The New Normal

Transitioning to—What?

Transitioning to—What?

As Zadie Smith writes in The New York Review of Books in an April 3, 2014 article entitled “Elegy for a Country’s Seasons”:

Sing an elegy for the washed away! For the cycles of life, for the saltwater marshes, the houses, the humans—whole islands of humans. Going, going, gone!

There is little doubt that our earth is changing, such that the next generation may not recognize the patterns that make for our own daily existence. Glaciers will be all but gone. Tornadoes, polar vortexes, hurricanes, typhoons, and giant storm cells will cover new parts of the globe. I for one will not say authoritatively that we are at fault or that we can prevent or even mitigate it, but I will try to do my part as if we can.

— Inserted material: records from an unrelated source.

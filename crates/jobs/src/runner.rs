// crates/jobs/src/runner.rs
//! One runner per job slot: start, track, reconcile, clean up.

use std::sync::atomic::{AtomicU64, Ordering};
use std::sync::Arc;

use async_trait::async_trait;
use gource_studio_types::{JobId, JobKind, JobSnapshot, RunnerPhase, StartRequest};
use tokio::sync::broadcast;

use crate::backend::{JobBackend, StartResponse};
use crate::config::{KindConfig, TrackingConfig};
use crate::error::{BackendError, JobError};
use crate::estimator::OptimisticEstimator;
use crate::identity::JobIdentity;
use crate::poll::{Flow, PollLoop, Probe};
use crate::reconcile::{JobHooks, NoopHooks, Reconciled, StatusReconciler};
use crate::state::{JobEvent, JobState};

/// Drives jobs of one kind through
/// `idle → starting → tracking → completed | failed → idle`.
///
/// A runner tracks at most one job at a time. Starting a new job retires
/// the previous one: its poll loop is stopped and any response still in
/// flight for it is discarded. Dropping the runner stops polling.
pub struct JobRunner {
    kind: JobKind,
    config: KindConfig,
    backend: Arc<dyn JobBackend>,
    state: Arc<JobState>,
    identity: Arc<JobIdentity>,
    reconciler: Arc<StatusReconciler>,
    hooks: Arc<dyn JobHooks>,
    poll: PollLoop,
    /// Bumped by every start and cancel; a start whose response resolves
    /// under an older generation has been superseded.
    generation: AtomicU64,
}

impl JobRunner {
    pub fn new(
        kind: JobKind,
        backend: Arc<dyn JobBackend>,
        config: &TrackingConfig,
        hooks: Arc<dyn JobHooks>,
    ) -> Self {
        let state = Arc::new(JobState::new(kind));
        let identity = Arc::new(JobIdentity::new());
        let reconciler = Arc::new(StatusReconciler::new(
            Arc::clone(&state),
            Arc::clone(&identity),
            Arc::clone(&hooks),
        ));
        Self {
            kind,
            config: *config.for_kind(kind),
            backend,
            poll: PollLoop::new(Arc::clone(&identity)),
            state,
            identity,
            reconciler,
            hooks,
            generation: AtomicU64::new(0),
        }
    }

    /// A runner with default tracking config and no hooks.
    pub fn with_defaults(kind: JobKind, backend: Arc<dyn JobBackend>) -> Self {
        Self::new(kind, backend, &TrackingConfig::default(), Arc::new(NoopHooks))
    }

    pub fn kind(&self) -> JobKind {
        self.kind
    }

    pub fn phase(&self) -> RunnerPhase {
        self.state.phase()
    }

    pub fn snapshot(&self) -> JobSnapshot {
        self.state.snapshot()
    }

    /// Subscribe to state changes of this runner.
    pub fn subscribe(&self) -> broadcast::Receiver<JobEvent> {
        self.state.subscribe()
    }

    /// Id of the job currently being tracked.
    pub fn current_job(&self) -> Option<JobId> {
        self.identity.get()
    }

    pub fn is_polling(&self) -> bool {
        self.poll.is_running()
    }

    /// Start a job and begin tracking it.
    ///
    /// Returns the snapshot right after the backend answered: `Tracking` for
    /// an accepted job, or the terminal state for one that finished within
    /// the start request.
    pub async fn start(&self, request: StartRequest) -> Result<JobSnapshot, JobError> {
        if request.kind() != self.kind {
            return Err(JobError::WrongKind {
                expected: self.kind,
                actual: request.kind(),
            });
        }
        let generation = self.generation.fetch_add(1, Ordering::SeqCst) + 1;

        let starting = {
            let mut tracked = self.state.lock();
            self.poll.stop();
            if let Some(previous) = self.identity.clear() {
                tracing::info!(previous_job = %previous, kind = %self.kind, "Retiring tracked job");
            }
            tracked.reset(RunnerPhase::Starting);
            tracked.snapshot()
        };
        self.state.emit(JobEvent::Starting(starting));
        tracing::info!(kind = %self.kind, request = %request.describe(), "Starting job");

        match self.backend.start(&request).await {
            Ok(StartResponse::Accepted(job_id)) => self.track(generation, job_id, &request),
            Ok(StartResponse::Finished(payload)) => {
                let result = self
                    .reconciler
                    .apply_immediate(&payload, || self.is_generation(generation));
                if result == Reconciled::Stale {
                    return Err(JobError::Superseded(self.kind));
                }
                Ok(self.snapshot())
            }
            Err(source) => Err(self.start_failed(generation, source)),
        }
    }

    /// Stop tracking the current job and return to idle. Nothing is sent to
    /// the backend. Returns whether anything was running.
    pub fn cancel(&self) -> bool {
        self.generation.fetch_add(1, Ordering::SeqCst);
        let event = {
            let mut tracked = self.state.lock();
            self.poll.stop();
            self.identity.clear();
            if !tracked.phase.is_busy() {
                return false;
            }
            tracked.phase = RunnerPhase::Idle;
            tracked.estimator = None;
            tracked.job.message = "Cancelled".to_string();
            JobEvent::Stopped(tracked.snapshot())
        };
        tracing::info!(kind = %self.kind, "Job tracking cancelled");
        self.state.emit(event);
        true
    }

    /// Teardown of the owning feature.
    pub fn shutdown(&self) {
        let was_busy = self.cancel();
        tracing::debug!(kind = %self.kind, was_busy, "Job runner shut down");
    }

    /// Probe the current job once, outside the regular schedule.
    ///
    /// Returns `None` when nothing is being tracked.
    pub async fn refresh(&self) -> Result<Option<Reconciled>, JobError> {
        let Some(job_id) = self.identity.get() else {
            return Ok(None);
        };
        match self.backend.status(self.kind, &job_id).await {
            Ok(payload) => {
                let result = self.reconciler.apply(&job_id, &payload);
                if matches!(result, Reconciled::Completed | Reconciled::Failed) {
                    self.poll.stop_job(&job_id);
                }
                Ok(Some(result))
            }
            Err(source) => {
                if !self.identity.clear_if(&job_id) {
                    return Ok(Some(Reconciled::Stale));
                }
                self.poll.stop_job(&job_id);
                tracing::warn!(%job_id, error = %source, "Status refresh failed, tracking stopped");
                Err(self.reconciler.lost(&job_id, source))
            }
        }
    }

    /// Return a finished runner to idle. Returns whether it was finished.
    pub fn acknowledge(&self) -> bool {
        let mut tracked = self.state.lock();
        if !matches!(tracked.phase, RunnerPhase::Completed | RunnerPhase::Failed) {
            return false;
        }
        tracked.reset(RunnerPhase::Idle);
        true
    }

    /// Advance the optimistic estimate by hand. The poll loop does this on
    /// every heartbeat.
    pub fn tick_estimate(&self) -> Option<f64> {
        self.state.tick_estimate()
    }

    fn is_generation(&self, generation: u64) -> bool {
        self.generation.load(Ordering::SeqCst) == generation
    }

    fn track(
        &self,
        generation: u64,
        job_id: JobId,
        request: &StartRequest,
    ) -> Result<JobSnapshot, JobError> {
        let snapshot = {
            let mut tracked = self.state.lock();
            if !self.is_generation(generation) {
                tracing::info!(%job_id, kind = %self.kind, "Start superseded, not tracking job");
                return Err(JobError::Superseded(self.kind));
            }
            tracked.phase = RunnerPhase::Tracking;
            tracked.job.id = Some(job_id.clone());
            tracked.estimator = Some(OptimisticEstimator::new(
                self.config.estimator,
                request.expected_items(),
            ));
            self.identity.set(job_id.clone());
            self.poll.start(
                job_id.clone(),
                self.config.schedule,
                RunnerProbe {
                    kind: self.kind,
                    backend: Arc::clone(&self.backend),
                    state: Arc::clone(&self.state),
                    reconciler: Arc::clone(&self.reconciler),
                },
            );
            tracked.snapshot()
        };
        tracing::info!(%job_id, kind = %self.kind, "Tracking job");
        self.state.emit(JobEvent::Tracking(snapshot.clone()));
        Ok(snapshot)
    }

    fn start_failed(&self, generation: u64, source: BackendError) -> JobError {
        let error = JobError::Start {
            kind: self.kind,
            source,
        };
        let event = {
            let mut tracked = self.state.lock();
            if !self.is_generation(generation) {
                return JobError::Superseded(self.kind);
            }
            tracked.phase = RunnerPhase::Idle;
            tracked.job.error = Some(error.to_string());
            JobEvent::Error {
                snapshot: tracked.snapshot(),
                error: error.clone(),
            }
        };
        tracing::warn!(kind = %self.kind, error = %error, "Job start failed");
        self.state.emit(event);
        self.hooks.on_error(&error);
        error
    }
}

impl Drop for JobRunner {
    fn drop(&mut self) {
        self.poll.stop();
        self.identity.clear();
    }
}

/// Status probe a runner hands to its poll loop.
struct RunnerProbe {
    kind: JobKind,
    backend: Arc<dyn JobBackend>,
    state: Arc<JobState>,
    reconciler: Arc<StatusReconciler>,
}

#[async_trait]
impl Probe for RunnerProbe {
    async fn probe(&mut self, job_id: &JobId) -> Result<Flow, BackendError> {
        let payload = self.backend.status(self.kind, job_id).await?;
        if self.reconciler.apply(job_id, &payload).should_continue() {
            Ok(Flow::Continue)
        } else {
            Ok(Flow::Stop)
        }
    }

    fn on_error(&mut self, job_id: &JobId, error: BackendError) {
        self.reconciler.lost(job_id, error);
    }

    fn heartbeat(&mut self, _job_id: &JobId) {
        self.state.tick_estimate();
    }
}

I do not profess to understand the psyche of climate change deniers. Suffice it to say that they will change their minds soon or die wrapped in a veil of profoundest ignorance. This actually has nothing to do with politics: It’s about the Earth, Our Mother. She’s entering a menopausal phase that will affect virtually everyone on the planet.

Zadie Smith continues:

Oh, what have we done! It’s a biblical question, and we do not seem to be able to pull ourselves out of its familiar—essentially religious—cycle of shame, denial, and self-flagellation. That is why (I shall tell my granddaughter) the apocalyptic scenarios did not help—the terrible truth is that we had a profound, historical attraction to apocalypse. In the end, the only thing that could create the necessary traction in our minds was the intimate loss of the things we loved.

Have we as a species ever turned our back on a powerful new technology? I can think of only a single example: When 16th Century Portuguese traders tried to sell the Japanese rifles, the Samurai opted to stick instead with their swords. Their whole military culture was predicated on the blade and their knowledge of how to wield it.

Maybe we should have stuck with the horse.